The award comes with perhaps extra significance this year, with so much attention on the 20th anniversary of the Dream Team _ the team of NBA stars that went to the 1992 Olympics and won a gold medal, with Daly leading the way as the coach.
“I think the perspective was very clear what that team was and what that team was about,” Riley said. “He had absolute confidence being around these types of players, tremendous confidence challenged them in such a way that I don’t think anybody else could have challenged them.”
Riley’s team has some challenges these days as well, of course.
The Heat are back in the finals for the second straight year _ and in a touch of irony, Rick Carlisle, who coached the Dallas Mavericks to last year’s championship against Miami, is the president of the association. Carlisle was among the group that selected Riley as this year’s Daly award recipient.
“When it came to coaching, Chuck Daly always felt that Pat Riley was the best of the best,” Carlisle said. “Chuck was a great admirer of Pat’s uncompromising intensity, class and style.”
And style was one of the things Riley and Daly talked about often in the final months of Daly’s life.
Daly was diagnosed with pancreatic cancer early in 2009, and his condition rapidly diminished. He spent much of his final weeks and months around friends and family in South Florida _ and Riley often made the hour-or-so drive north to see Daly and spend time with the man he spent so many years coaching against.
Riley was Showtime. Daly was called Daddy Rich. They had the tailored suits, the perfect hairstyles, the look of success.
“He was always dapper and very stylish,” Riley said. “We talked a lot about clothes, how he loved to go shopping, window shopping, go try on things and stuff like that. And then I used to ask him, how can you wear your polo coaching shirt with your collar up? Every time I saw him, he had his collar up. He laughed about it. It was his trademark. I think we were very proud to be a coach. Coaching was very important to us.”
Turns out, they had much more in common than either of them would have likely envisioned.
“We spoke a lot about how we were brought up and why we were so fortunate to do what we do for so long,” Riley said. “Two Irishmen, there’s a little wall there. You don’t go too deep with it. But we had some fun together.”
Their upbringings were similar in many respects, both preached about the value of work on one’s esteem, and both were intensely driven by winning. Their teams met twice in the NBA Finals, Riley and the Los Angeles Lakers winning in 1988, Daly and the Pistons beating the Lakers in 1989.
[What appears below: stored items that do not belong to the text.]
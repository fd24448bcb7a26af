//! Simulate command implementation.
//!
//! Builds a store node and a central node in one process, wires them
//! through the loopback transport, and runs mutate-then-push cycles so
//! the whole sync path can be observed without any network setup.

use serde::Serialize;
use std::sync::Arc;
use std::time::Duration;
use stockmesh_core::{
    ReservationLedger, ReservationRequest, StockLedger, StockStore, SystemClock,
};
use stockmesh_sync_engine::{
    HttpTransport, LoopbackClient, LoopbackServer, PushScheduler, SyncConfig, SyncPusher,
};
use stockmesh_sync_protocol::SyncReport;
use stockmesh_sync_server::{CentralServer, ServerConfig};
use tracing::info;

/// Routes the pusher's requests into the in-process central server.
struct CentralLoopback {
    server: Arc<CentralServer>,
}

impl LoopbackServer for CentralLoopback {
    fn handle_post(&self, path: &str, body: &str) -> Result<String, String> {
        self.server.handle_post(path, body).map_err(|e| e.to_string())
    }
}

/// Summary of one simulation run.
#[derive(Debug, Serialize)]
struct SimulationResult {
    /// Merge report per push cycle.
    cycles: Vec<SyncReport>,
    /// Final per-product state on both nodes.
    products: Vec<ProductSummary>,
}

/// Final state of one product on both nodes.
#[derive(Debug, Serialize)]
struct ProductSummary {
    product_id: String,
    store_on_hand: i64,
    store_allocated: i64,
    central_quantity: Option<i64>,
}

/// Runs the simulate command.
pub fn run(
    products: u32,
    mutations: u32,
    cycles: u32,
    watch_ms: u64,
    format: &str,
) -> Result<(), Box<dyn std::error::Error>> {
    let central = Arc::new(CentralServer::new(ServerConfig::default()));
    let store = Arc::new(StockStore::new());
    let clock = Arc::new(SystemClock);

    let ledger = StockLedger::new(Arc::clone(&store), clock.clone());
    let reservations = ReservationLedger::new(Arc::clone(&store), clock.clone());

    let transport = Arc::new(HttpTransport::new(
        "http://central:8081",
        LoopbackClient::new(CentralLoopback {
            server: Arc::clone(&central),
        }),
    ));
    let config = SyncConfig::new("http://central:8081")
        .with_push_interval(Duration::from_millis(watch_ms.max(1)));
    let pusher = Arc::new(SyncPusher::new(Arc::clone(&store), transport, config));

    let product_ids: Vec<String> = (1..=products).map(|i| format!("SKU-{i:03}")).collect();
    for product_id in &product_ids {
        store.provision(product_id.clone(), 100, 0);
    }
    info!(products, "store provisioned");

    let mut result = SimulationResult {
        cycles: Vec::new(),
        products: Vec::new(),
    };

    for cycle in 1..=cycles {
        for step in 0..mutations {
            let product_id = &product_ids[(step as usize) % product_ids.len()];
            // Alternate restocks and sales, with a reservation that is
            // committed or released on the spot.
            match step % 3 {
                0 => {
                    ledger.adjust(product_id, 5)?;
                }
                1 => {
                    ledger.adjust(product_id, -2)?;
                }
                _ => {
                    let order = ReservationRequest::new(
                        format!("ORD-{cycle}-{step}"),
                        product_id.clone(),
                        1,
                    );
                    reservations.allocate(&order, None)?;
                    if step % 2 == 0 {
                        reservations.commit(&order)?;
                    } else {
                        reservations.release(&order)?;
                    }
                }
            }
        }

        let report = pusher.push_now()?;
        info!(
            cycle,
            received = report.received,
            applied = report.applied,
            skipped = report.skipped,
            "cycle pushed"
        );
        result.cycles.push(report);
    }

    if watch_ms > 0 {
        // Leave the scheduler running briefly so late mutations drain on
        // the periodic path.
        let scheduler = PushScheduler::start(Arc::clone(&pusher));
        ledger.adjust(&product_ids[0], 1)?;
        std::thread::sleep(Duration::from_millis(watch_ms * 3));
        scheduler.stop();
    }

    for product_id in &product_ids {
        if let Some(record) = store.get(product_id) {
            result.products.push(ProductSummary {
                product_id: product_id.clone(),
                store_on_hand: record.on_hand,
                store_allocated: record.allocated,
                central_quantity: central.handle_stock(product_id).ok().map(|r| r.quantity),
            });
        }
    }

    match format {
        "json" => println!("{}", serde_json::to_string_pretty(&result)?),
        _ => print_text_output(&result),
    }

    Ok(())
}

fn print_text_output(result: &SimulationResult) {
    println!("Push cycles:");
    for (i, report) in result.cycles.iter().enumerate() {
        println!(
            "  #{}: received={} applied={} skipped={}",
            i + 1,
            report.received,
            report.applied,
            report.skipped
        );
    }
    println!("Final state:");
    for product in &result.products {
        let central = product
            .central_quantity
            .map(|q| q.to_string())
            .unwrap_or_else(|| "-".into());
        println!(
            "  {}: store on-hand={} allocated={} central={}",
            product.product_id, product.store_on_hand, product.store_allocated, central
        );
    }
}
//! Error types for the store-node core.

use crate::types::ProductId;
use thiserror::Error;

/// Result type for core operations.
pub type CoreResult<T> = Result<T, CoreError>;

/// Errors that can occur while mutating or reading stock state.
#[derive(Debug, Error)]
pub enum CoreError {
    /// No stock record exists for the requested product.
    #[error("stock not found for product {product_id}")]
    NotFound {
        /// The unknown product.
        product_id: ProductId,
    },

    /// The adjustment would drive on-hand stock negative.
    #[error("adjustment of {delta} would make stock negative (on hand: {on_hand})")]
    InvalidAdjustment {
        /// Product the adjustment targeted.
        product_id: ProductId,
        /// On-hand quantity at evaluation time.
        on_hand: i64,
        /// Requested delta.
        delta: i64,
    },

    /// A reservation request carried a non-positive quantity.
    #[error("quantity must be positive, got {quantity}")]
    InvalidQuantity {
        /// The rejected quantity.
        quantity: i64,
    },

    /// Not enough unreserved stock to cover an allocation.
    #[error("insufficient stock for product {product_id}: requested {requested}, available {available}")]
    InsufficientStock {
        /// Product the allocation targeted.
        product_id: ProductId,
        /// Quantity requested.
        requested: i64,
        /// Unreserved quantity at evaluation time.
        available: i64,
    },

    /// Not enough reserved stock to commit or release.
    #[error("insufficient reservation for product {product_id}: requested {requested}, allocated {allocated}")]
    InsufficientReservation {
        /// Product the transition targeted.
        product_id: ProductId,
        /// Quantity requested.
        requested: i64,
        /// Reserved quantity at evaluation time.
        allocated: i64,
    },

    /// The optimistic write kept losing the version race.
    #[error("concurrent updates exhausted {attempts} attempts for product {product_id}")]
    ConcurrencyExhausted {
        /// Product under contention.
        product_id: ProductId,
        /// Attempts made before giving up.
        attempts: u32,
    },
}

impl CoreError {
    /// Returns true if the error maps to a 404-class response.
    pub fn is_not_found(&self) -> bool {
        matches!(self, CoreError::NotFound { .. })
    }

    /// Returns true if the error maps to a 400-class response.
    pub fn is_client_error(&self) -> bool {
        matches!(
            self,
            CoreError::InvalidAdjustment { .. }
                | CoreError::InvalidQuantity { .. }
                | CoreError::InsufficientStock { .. }
                | CoreError::InsufficientReservation { .. }
        )
    }

    /// Returns true if the error maps to a 500-class response.
    ///
    /// Callers may retry the whole request; the core does not retry further.
    pub fn is_server_error(&self) -> bool {
        matches!(self, CoreError::ConcurrencyExhausted { .. })
    }
}
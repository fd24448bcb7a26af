//! HTTP transport implementation.
//!
//! The actual HTTP client is abstracted via a trait so different
//! implementations can be plugged in (reqwest, ureq, an in-process
//! loopback for tests). Bodies are JSON either way.

use crate::error::{SyncError, SyncResult};
use crate::transport::SyncTransport;
use parking_lot::RwLock;
use stockmesh_sync_protocol::{from_json, to_json, SyncBatch, SyncReport};

/// HTTP client abstraction.
///
/// Implement this trait to provide the actual transport. Connection and
/// request timeouts are the implementation's responsibility.
pub trait HttpClient: Send + Sync {
    /// Sends a POST with a JSON body and returns the JSON response body.
    fn post(&self, url: &str, body: String) -> Result<String, String>;
}

/// HTTP-based sync transport posting JSON batches to central.
pub struct HttpTransport<C: HttpClient> {
    /// Base URL of the central node (e.g. `http://central:8081`).
    base_url: String,
    /// HTTP client implementation.
    client: C,
    /// Last transport failure, kept for diagnostics.
    last_error: RwLock<Option<String>>,
}

impl<C: HttpClient> HttpTransport<C> {
    /// Creates a transport against `base_url`.
    pub fn new(base_url: impl Into<String>, client: C) -> Self {
        Self {
            base_url: base_url.into(),
            client,
            last_error: RwLock::new(None),
        }
    }

    /// Returns the base URL.
    pub fn base_url(&self) -> &str {
        &self.base_url
    }

    /// Returns the last transport failure, if any.
    pub fn last_error(&self) -> Option<String> {
        self.last_error.read().clone()
    }
}

impl<C: HttpClient> SyncTransport for HttpTransport<C> {
    fn push_batch(&self, batch: &SyncBatch) -> SyncResult<SyncReport> {
        let body = to_json(batch).map_err(|e| SyncError::Protocol(e.to_string()))?;
        let url = format!("{}/sync/pull", self.base_url);

        let response = self.client.post(&url, body).map_err(|e| {
            *self.last_error.write() = Some(e.clone());
            SyncError::network(e)
        })?;
        *self.last_error.write() = None;

        from_json(&response).map_err(|e| SyncError::Protocol(e.to_string()))
    }
}

/// Trait for servers that can handle loopback requests.
///
/// Lets a central node living in the same process stand in for the real
/// network, for tests and single-process deployments.
pub trait LoopbackServer: Send + Sync {
    /// Handles a POST and returns the JSON response body.
    fn handle_post(&self, path: &str, body: &str) -> Result<String, String>;
}

/// An HTTP client that routes requests directly to a loopback server.
pub struct LoopbackClient<S: LoopbackServer> {
    server: S,
}

impl<S: LoopbackServer> LoopbackClient<S> {
    /// Creates a client connected to the given server.
    pub fn new(server: S) -> Self {
        Self { server }
    }
}

impl<S: LoopbackServer> HttpClient for LoopbackClient<S> {
    fn post(&self, url: &str, body: String) -> Result<String, String> {
        let path = url.find("/sync/").map(|i| &url[i..]).unwrap_or(url);
        self.server.handle_post(path, &body)
    }
}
“I took a lot from Chuck in those encounters,” Riley said.
At Daly’s funeral in Tequesta, Fla., in 2009, Riley was moved to tears. Many of Daly’s best Pistons were there _ Isiah Thomas, Joe Dumars, Bill Laimbeer, Rick Mahorn and Vinnie Johnson were pallbearers. And Carlisle, who was an assistant under Daly, attended as well, even though his Mavericks had a playoff game that night in Denver. Carlisle said missing the funeral was just not an option. He made it to the game in plenty of time.
That’s how much Daly meant to people.
“I think we all aspired to be like him,” Riley softly said that day. “We couldn’t.”
The Daly award marks lifetime achievement, but Riley hopes that his achievements keep coming, that his Heat will deliver what would be the eighth NBA championship of his career as a player, assistant, head coach and executive.
“I’m immersed in this whole thing,” Riley said. “I just don’t have my hands around its throat like I used to have, which I don’t want anymore. But it’s a tremendous honor for me to do this and to be awarded this thing. Being actively involved in it, especially at this date, I’m proud that I am because I think I can speak to Chuck’s legacy even more that I am active and I know him personally.”